Ou c’est peut-être le passé qui est plus petit qu’on ne le croyait.
J’espère bien que cette dernière phrase veut dire quelque chose, car pendant un instant, elle a bien failli m’impressionner.
A ce propos, il y a de toute manière beaucoup de tristesse dans L’Iliade. Oui, toute cette mort.

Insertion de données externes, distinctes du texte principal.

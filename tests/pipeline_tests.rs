// tests/pipeline_tests.rs
//
// End-to-end pipeline behavior against the orchestrator, no HTTP involved.

use std::sync::Arc;

use async_trait::async_trait;
use uuid::Uuid;

use ledgerly_backend::config::Config;
use ledgerly_backend::models::{Decision, DocumentStatus, FinancialDocument, SourceType};
use ledgerly_backend::services::document_builder::{self, InvoiceShorthand};
use ledgerly_backend::services::pipeline::{
    agents::{
        ApprovalAgent, ClassificationAgent, ComplianceAgent, ExtractionAgent, RiskAssessmentAgent,
    },
    create_orchestrator, AgentOutput, AgentRegistry, AgentState, Capability, DocumentAgent,
    DocumentOrchestrator, PipelineConfig, PipelineError, StageSequencer,
};

fn shorthand(invoice: &str, vendor: &str, amount: f64) -> InvoiceShorthand {
    InvoiceShorthand {
        invoice_number: Some(invoice.to_string()),
        vendor_name: Some(vendor.to_string()),
        amount: Some(amount),
        ..Default::default()
    }
}

fn simple_document(invoice: &str, vendor: &str, amount: f64) -> FinancialDocument {
    document_builder::from_shorthand(shorthand(invoice, vendor, amount)).unwrap()
}

#[tokio::test]
async fn full_run_approves_clean_invoice() {
    // Scenario: low-risk vendor, small amount, lenient tax-id policy.
    let orchestrator = create_orchestrator(&Config::default()).unwrap();
    let document = simple_document("INV-1", "Acme", 499.0);

    let result = orchestrator.process_document(document).await.unwrap();

    assert_eq!(result.status, DocumentStatus::Approved);
    assert_eq!(result.decisions.len(), 6);
    assert!(result.errors.is_empty());

    let actions: Vec<&str> = result.decisions.iter().map(|d| d.action.as_str()).collect();
    assert_eq!(
        actions,
        vec![
            "Extraction",
            "Classification",
            "Compliance",
            "Matching",
            "Risk Assessment",
            "Approval"
        ]
    );
}

#[tokio::test]
async fn decisions_are_ordered_and_confidence_bounded() {
    let orchestrator = create_orchestrator(&Config::default()).unwrap();
    let result = orchestrator
        .process_document(simple_document("INV-2", "Acme", 120.0))
        .await
        .unwrap();

    for pair in result.decisions.windows(2) {
        assert!(pair[0].timestamp <= pair[1].timestamp);
    }
    for decision in &result.decisions {
        assert!((0.0..=1.0).contains(&decision.confidence_score));
    }
}

#[tokio::test]
async fn strict_tax_policy_blocks_at_compliance() {
    // Scenario: compliance configured to block on a missing tax id. A block
    // is a decision, not an error.
    let config = Config {
        require_vendor_tax_id: true,
        ..Config::default()
    };
    let orchestrator = create_orchestrator(&config).unwrap();
    let result = orchestrator
        .process_document(simple_document("INV-3", "Acme", 499.0))
        .await
        .unwrap();

    assert_eq!(result.status, DocumentStatus::FlaggedForReview);
    assert!(result.errors.is_empty());
    assert_eq!(result.decisions.len(), 3);
    assert_eq!(result.decisions.last().unwrap().action, "Compliance");
    assert_eq!(result.decisions.last().unwrap().outcome, "block");
}

#[tokio::test]
async fn reasoning_is_idempotent_across_identical_documents() {
    let orchestrator = create_orchestrator(&Config::default()).unwrap();
    let first = orchestrator
        .process_document(simple_document("INV-4", "Acme", 250.0))
        .await
        .unwrap();
    let second = orchestrator
        .process_document(simple_document("INV-4", "Acme", 250.0))
        .await
        .unwrap();

    assert_eq!(first.decisions.len(), second.decisions.len());
    for (a, b) in first.decisions.iter().zip(second.decisions.iter()) {
        assert_eq!(a.reasoning, b.reasoning);
        assert_eq!(a.outcome, b.outcome);
    }
}

#[tokio::test]
async fn risk_block_halts_before_approval() {
    let orchestrator = create_orchestrator(&Config::default()).unwrap();
    let mut shorthand = shorthand("INV-5", "Shady Imports", 499.0);
    shorthand
        .metadata
        .insert("vendorRisk".to_string(), "high".to_string());
    let document = document_builder::from_shorthand(shorthand).unwrap();

    let result = orchestrator.process_document(document).await.unwrap();

    assert_eq!(result.status, DocumentStatus::FlaggedForReview);
    assert_eq!(result.decisions.last().unwrap().action, "Risk Assessment");
    assert!(!result
        .decisions
        .iter()
        .any(|d| d.action == "Approval"));
}

#[tokio::test]
async fn risk_advisory_flag_continues_to_approval() {
    let config = Config {
        high_risk_amount: 1_000.0,
        ..Config::default()
    };
    let orchestrator = create_orchestrator(&config).unwrap();
    let result = orchestrator
        .process_document(simple_document("INV-6", "Acme", 2_500.0))
        .await
        .unwrap();

    // The advisory is recorded but the document still reaches approval.
    assert_eq!(result.status, DocumentStatus::Approved);
    assert_eq!(result.errors.len(), 1);
    assert!(!result.errors[0].fatal);
    assert_eq!(result.errors[0].stage, Capability::RiskAssessment);
    assert_eq!(result.decisions.last().unwrap().action, "Approval");
    assert_eq!(result.decisions.last().unwrap().outcome, "routed_manager");
}

#[tokio::test]
async fn blocklisted_vendor_is_rejected() {
    let orchestrator = create_orchestrator(&Config::default()).unwrap();
    let mut shorthand = shorthand("INV-7", "Acme", 100.0);
    shorthand
        .metadata
        .insert("vendorBlocked".to_string(), "true".to_string());
    let document = document_builder::from_shorthand(shorthand).unwrap();

    let result = orchestrator.process_document(document).await.unwrap();
    assert_eq!(result.status, DocumentStatus::Rejected);
    assert_eq!(result.decisions.last().unwrap().outcome, "reject");
}

#[derive(Debug)]
struct SlowMatchingAgent {
    id: Uuid,
}

#[async_trait]
impl DocumentAgent for SlowMatchingAgent {
    fn id(&self) -> Uuid {
        self.id
    }

    fn name(&self) -> &str {
        "Slow Matching Agent"
    }

    fn capabilities(&self) -> &[Capability] {
        &[Capability::Matching]
    }

    async fn run(
        &self,
        document: &FinancialDocument,
        _trail: &[Decision],
    ) -> Result<AgentOutput, PipelineError> {
        tokio::time::sleep(std::time::Duration::from_millis(500)).await;
        Ok(AgentOutput {
            decision: Decision::new(self.id, "Matching", "too late", 0.5, "success"),
            document: document.clone(),
        })
    }
}

fn orchestrator_with_matching_agent(
    matching: Arc<dyn DocumentAgent>,
    config: PipelineConfig,
) -> DocumentOrchestrator {
    let registry = Arc::new(AgentRegistry::new());
    registry.register(Arc::new(ExtractionAgent::new())).unwrap();
    registry
        .register(Arc::new(ClassificationAgent::new()))
        .unwrap();
    registry
        .register(Arc::new(ComplianceAgent::new(false)))
        .unwrap();
    registry.register(matching).unwrap();
    registry
        .register(Arc::new(RiskAssessmentAgent::new(config.high_risk_amount)))
        .unwrap();
    registry
        .register(Arc::new(ApprovalAgent::new(config.auto_approve_limit)))
        .unwrap();
    DocumentOrchestrator::new(registry, StageSequencer::standard(), config)
}

#[tokio::test]
async fn matching_timeout_halts_with_one_error_and_prior_status() {
    // Scenario: the matching agent exceeds the stage budget. The run halts
    // at the last successful status with exactly one error describing it.
    let config = PipelineConfig {
        stage_timeout_ms: 50,
        ..PipelineConfig::default()
    };
    let orchestrator = orchestrator_with_matching_agent(
        Arc::new(SlowMatchingAgent { id: Uuid::new_v4() }),
        config,
    );

    let result = orchestrator
        .process_document(simple_document("INV-8", "Acme", 499.0))
        .await
        .unwrap();

    assert_eq!(result.status, DocumentStatus::ComplianceChecked);
    assert_eq!(result.errors.len(), 1);
    assert!(result.errors[0].fatal);
    assert!(result.errors[0].message.contains("timeout"));
    assert_eq!(result.decisions.len(), 3);
}

#[derive(Debug)]
struct OverconfidentAgent {
    id: Uuid,
}

#[async_trait]
impl DocumentAgent for OverconfidentAgent {
    fn id(&self) -> Uuid {
        self.id
    }

    fn name(&self) -> &str {
        "Overconfident Matching Agent"
    }

    fn capabilities(&self) -> &[Capability] {
        &[Capability::Matching]
    }

    async fn run(
        &self,
        document: &FinancialDocument,
        _trail: &[Decision],
    ) -> Result<AgentOutput, PipelineError> {
        Ok(AgentOutput {
            decision: Decision::new(self.id, "Matching", "very sure", 1.5, "success"),
            document: document.clone(),
        })
    }
}

#[tokio::test]
async fn out_of_range_confidence_is_reported_not_clamped() {
    let orchestrator = orchestrator_with_matching_agent(
        Arc::new(OverconfidentAgent { id: Uuid::new_v4() }),
        PipelineConfig::default(),
    );

    let result = orchestrator
        .process_document(simple_document("INV-9", "Acme", 499.0))
        .await
        .unwrap();

    assert_eq!(result.status, DocumentStatus::ComplianceChecked);
    assert_eq!(result.errors.len(), 1);
    assert!(result.errors[0].message.contains("confidence"));
    // The offending decision is not folded into the trail.
    assert_eq!(result.decisions.len(), 3);
}

#[tokio::test]
async fn missing_capability_is_a_structured_fatal_error() {
    // No matching agent registered at all: configuration error, fatal to
    // the run, still returned as a well-formed result.
    let registry = Arc::new(AgentRegistry::new());
    registry.register(Arc::new(ExtractionAgent::new())).unwrap();
    registry
        .register(Arc::new(ClassificationAgent::new()))
        .unwrap();
    registry
        .register(Arc::new(ComplianceAgent::new(false)))
        .unwrap();
    let orchestrator = DocumentOrchestrator::new(
        registry,
        StageSequencer::standard(),
        PipelineConfig::default(),
    );

    let result = orchestrator
        .process_document(simple_document("INV-10", "Acme", 499.0))
        .await
        .unwrap();

    assert_eq!(result.status, DocumentStatus::ComplianceChecked);
    assert_eq!(result.errors.len(), 1);
    assert!(result.errors[0].fatal);
    assert!(result.errors[0].message.contains("No agent registered"));
}

#[tokio::test]
async fn nil_document_id_is_a_caller_contract_violation() {
    let orchestrator = create_orchestrator(&Config::default()).unwrap();
    let mut document = simple_document("INV-11", "Acme", 10.0);
    document.id = Uuid::nil();

    let err = orchestrator.process_document(document).await.unwrap_err();
    assert!(matches!(err, PipelineError::InvalidDocument(_)));
}

#[tokio::test]
async fn resumes_from_midway_status() {
    let orchestrator = create_orchestrator(&Config::default()).unwrap();
    let mut document = FinancialDocument::new(Uuid::new_v4(), SourceType::Api);
    document.status = DocumentStatus::Matched;
    document.extracted_data.header.total_amount = Some(900.0);
    document.extracted_data.header.invoice_number = Some("INV-12".to_string());

    let result = orchestrator.process_document(document).await.unwrap();

    assert_eq!(result.status, DocumentStatus::Approved);
    let actions: Vec<&str> = result.decisions.iter().map(|d| d.action.as_str()).collect();
    assert_eq!(actions, vec!["Risk Assessment", "Approval"]);
}

#[tokio::test]
async fn terminal_status_completes_with_zero_decisions() {
    let orchestrator = create_orchestrator(&Config::default()).unwrap();
    let mut document = FinancialDocument::new(Uuid::new_v4(), SourceType::Api);
    document.status = DocumentStatus::FlaggedForReview;

    let result = orchestrator.process_document(document).await.unwrap();
    assert_eq!(result.status, DocumentStatus::FlaggedForReview);
    assert!(result.decisions.is_empty());
    assert!(result.errors.is_empty());
}

#[tokio::test]
async fn fresh_registry_reports_all_idle_with_zero_counts() {
    let orchestrator = create_orchestrator(&Config::default()).unwrap();
    let agents = orchestrator.registered_agents();

    assert_eq!(agents.len(), 6);
    for agent in &agents {
        assert_eq!(agent.status, AgentState::Idle);
        assert_eq!(agent.processed_count, 0);
        assert!(agent.last_processed_at.is_none());
    }
}

#[tokio::test]
async fn concurrent_runs_account_every_stat_update() {
    let orchestrator = Arc::new(create_orchestrator(&Config::default()).unwrap());
    let runs = 16;

    let mut handles = Vec::new();
    for i in 0..runs {
        let orchestrator = Arc::clone(&orchestrator);
        handles.push(tokio::spawn(async move {
            let document = simple_document(&format!("INV-C{}", i), "Acme", 100.0);
            orchestrator.process_document(document).await.unwrap()
        }));
    }
    for handle in handles {
        let result = handle.await.unwrap();
        assert_eq!(result.status, DocumentStatus::Approved);
    }

    for agent in orchestrator.registered_agents() {
        assert_eq!(agent.processed_count, runs as u64, "agent {}", agent.agent_name);
        assert_eq!(agent.status, AgentState::Idle);
    }
}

Tous ces gens plongés dedans jusqu’au cou, et si désespérés.
Et puis, tout ça est si ancien, et disparu à jamais.
Sur la route d’une de ses conquêtes, Alexandre le Grand en personne s’est un jour arrêté à Troie, pour déposer des fleurs sur la tombe d’Achille.
Bien sûr, cette vielle guerre avait l’air plus proche qu’elle ne le semble aujourd’hui.
Pourtant à l’époque d’Alexandre, ça faisait presque mille ans.
J’ai bien de mal à concevoir ça quand j’y songe.
Jules César a fleuri la tombe d’Achille, lui aussi. Mais c’était trois cents ans seulement après Alexandre.
Quand je dis seulement, je pense que je veux dire que c’était aussi proche que de Shakespeare à maintenant, mettons.